Try it. Within the material below, how many lines contain the word "copied"? Give that number only.

Data provided.
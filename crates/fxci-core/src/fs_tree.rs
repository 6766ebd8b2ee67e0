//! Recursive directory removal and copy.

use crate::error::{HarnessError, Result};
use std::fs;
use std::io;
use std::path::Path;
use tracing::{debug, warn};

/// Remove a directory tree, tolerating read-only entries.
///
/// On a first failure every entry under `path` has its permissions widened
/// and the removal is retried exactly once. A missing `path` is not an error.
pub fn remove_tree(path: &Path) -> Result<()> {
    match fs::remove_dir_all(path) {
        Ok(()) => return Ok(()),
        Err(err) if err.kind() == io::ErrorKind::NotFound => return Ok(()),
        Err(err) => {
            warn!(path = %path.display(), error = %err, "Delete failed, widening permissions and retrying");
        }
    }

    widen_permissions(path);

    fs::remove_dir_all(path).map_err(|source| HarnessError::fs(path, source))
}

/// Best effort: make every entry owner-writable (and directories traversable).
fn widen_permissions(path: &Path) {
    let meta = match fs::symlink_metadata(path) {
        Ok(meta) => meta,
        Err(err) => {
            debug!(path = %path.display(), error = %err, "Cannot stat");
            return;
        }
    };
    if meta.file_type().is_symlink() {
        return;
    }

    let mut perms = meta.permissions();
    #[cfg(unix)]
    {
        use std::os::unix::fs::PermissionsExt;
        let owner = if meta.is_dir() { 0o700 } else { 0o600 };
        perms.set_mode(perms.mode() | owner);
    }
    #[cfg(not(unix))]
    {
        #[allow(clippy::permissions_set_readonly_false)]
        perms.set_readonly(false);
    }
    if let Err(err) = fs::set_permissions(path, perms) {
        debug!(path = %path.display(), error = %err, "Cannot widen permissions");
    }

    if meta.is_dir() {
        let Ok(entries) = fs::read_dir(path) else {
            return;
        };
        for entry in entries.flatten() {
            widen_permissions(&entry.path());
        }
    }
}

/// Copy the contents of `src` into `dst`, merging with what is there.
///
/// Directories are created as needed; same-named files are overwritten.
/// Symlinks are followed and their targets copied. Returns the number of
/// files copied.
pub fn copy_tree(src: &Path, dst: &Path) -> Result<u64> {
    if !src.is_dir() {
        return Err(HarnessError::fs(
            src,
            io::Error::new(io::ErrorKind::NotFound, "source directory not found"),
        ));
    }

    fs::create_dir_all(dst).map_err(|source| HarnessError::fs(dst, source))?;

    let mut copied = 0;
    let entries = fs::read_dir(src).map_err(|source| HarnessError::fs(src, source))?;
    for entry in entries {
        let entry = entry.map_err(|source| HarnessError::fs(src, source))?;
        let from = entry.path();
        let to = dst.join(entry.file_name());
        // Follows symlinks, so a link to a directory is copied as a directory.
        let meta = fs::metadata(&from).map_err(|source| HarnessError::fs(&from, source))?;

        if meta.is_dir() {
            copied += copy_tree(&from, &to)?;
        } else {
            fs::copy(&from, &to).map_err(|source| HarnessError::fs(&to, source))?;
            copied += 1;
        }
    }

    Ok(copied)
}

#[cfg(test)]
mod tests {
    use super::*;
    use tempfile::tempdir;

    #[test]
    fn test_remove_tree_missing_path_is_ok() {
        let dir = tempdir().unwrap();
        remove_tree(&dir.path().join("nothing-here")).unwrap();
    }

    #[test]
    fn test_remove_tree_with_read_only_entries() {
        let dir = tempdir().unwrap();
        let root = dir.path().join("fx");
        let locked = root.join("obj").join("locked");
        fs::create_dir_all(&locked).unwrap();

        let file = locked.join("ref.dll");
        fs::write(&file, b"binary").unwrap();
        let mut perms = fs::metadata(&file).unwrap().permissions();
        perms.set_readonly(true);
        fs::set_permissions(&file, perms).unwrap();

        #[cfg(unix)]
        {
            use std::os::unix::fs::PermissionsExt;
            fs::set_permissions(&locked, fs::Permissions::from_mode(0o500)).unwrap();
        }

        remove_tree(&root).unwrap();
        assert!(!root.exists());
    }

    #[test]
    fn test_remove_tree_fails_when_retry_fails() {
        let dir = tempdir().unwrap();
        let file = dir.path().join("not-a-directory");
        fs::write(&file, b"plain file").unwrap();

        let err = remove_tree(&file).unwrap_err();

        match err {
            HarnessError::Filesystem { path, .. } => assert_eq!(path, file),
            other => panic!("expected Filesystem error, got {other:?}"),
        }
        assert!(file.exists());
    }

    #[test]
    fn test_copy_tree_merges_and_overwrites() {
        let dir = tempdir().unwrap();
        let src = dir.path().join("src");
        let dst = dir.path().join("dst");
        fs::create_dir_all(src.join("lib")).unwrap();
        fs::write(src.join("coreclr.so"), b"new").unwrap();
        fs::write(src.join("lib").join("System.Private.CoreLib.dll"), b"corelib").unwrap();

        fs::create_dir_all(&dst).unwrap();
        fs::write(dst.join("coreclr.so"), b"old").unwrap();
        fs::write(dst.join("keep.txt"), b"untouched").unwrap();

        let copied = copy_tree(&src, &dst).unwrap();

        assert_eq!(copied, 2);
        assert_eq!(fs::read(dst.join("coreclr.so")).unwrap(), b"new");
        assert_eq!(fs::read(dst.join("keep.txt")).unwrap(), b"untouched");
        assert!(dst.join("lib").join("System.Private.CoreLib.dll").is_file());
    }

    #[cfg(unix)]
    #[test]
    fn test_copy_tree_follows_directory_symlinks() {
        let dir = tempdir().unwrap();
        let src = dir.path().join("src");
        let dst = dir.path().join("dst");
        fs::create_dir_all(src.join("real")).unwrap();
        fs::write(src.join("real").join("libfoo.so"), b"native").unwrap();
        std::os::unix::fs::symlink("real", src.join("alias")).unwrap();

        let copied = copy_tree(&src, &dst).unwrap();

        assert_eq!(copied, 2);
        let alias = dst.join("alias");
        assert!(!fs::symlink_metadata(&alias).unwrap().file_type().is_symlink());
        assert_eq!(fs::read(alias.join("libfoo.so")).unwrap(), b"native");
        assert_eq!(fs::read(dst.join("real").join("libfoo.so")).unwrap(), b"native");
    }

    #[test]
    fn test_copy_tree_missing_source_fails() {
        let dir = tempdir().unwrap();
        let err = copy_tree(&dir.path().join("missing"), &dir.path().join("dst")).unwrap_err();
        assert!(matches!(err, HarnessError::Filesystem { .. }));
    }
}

==

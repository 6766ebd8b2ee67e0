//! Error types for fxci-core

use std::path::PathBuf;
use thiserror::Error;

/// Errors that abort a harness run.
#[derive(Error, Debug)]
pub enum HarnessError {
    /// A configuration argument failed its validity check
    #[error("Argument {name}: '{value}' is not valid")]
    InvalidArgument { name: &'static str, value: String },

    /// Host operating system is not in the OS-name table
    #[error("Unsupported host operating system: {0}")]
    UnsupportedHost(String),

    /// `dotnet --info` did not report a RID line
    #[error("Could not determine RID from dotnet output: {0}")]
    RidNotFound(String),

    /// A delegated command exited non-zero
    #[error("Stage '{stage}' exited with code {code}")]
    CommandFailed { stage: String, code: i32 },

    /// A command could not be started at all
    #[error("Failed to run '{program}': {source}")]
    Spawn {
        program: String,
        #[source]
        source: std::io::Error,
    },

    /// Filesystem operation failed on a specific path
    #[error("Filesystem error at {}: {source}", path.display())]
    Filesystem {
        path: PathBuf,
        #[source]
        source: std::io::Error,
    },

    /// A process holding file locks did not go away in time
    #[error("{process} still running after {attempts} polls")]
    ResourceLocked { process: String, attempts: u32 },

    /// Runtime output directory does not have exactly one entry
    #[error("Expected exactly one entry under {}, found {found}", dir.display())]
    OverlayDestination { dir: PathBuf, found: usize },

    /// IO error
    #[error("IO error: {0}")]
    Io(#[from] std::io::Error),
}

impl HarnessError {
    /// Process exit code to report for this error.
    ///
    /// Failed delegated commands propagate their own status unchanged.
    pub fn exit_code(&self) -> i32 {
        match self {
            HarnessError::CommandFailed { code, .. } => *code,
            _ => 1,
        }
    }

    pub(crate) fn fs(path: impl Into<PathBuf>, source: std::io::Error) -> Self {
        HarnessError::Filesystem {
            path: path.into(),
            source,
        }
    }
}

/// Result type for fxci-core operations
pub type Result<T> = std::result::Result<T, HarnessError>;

Written response. 11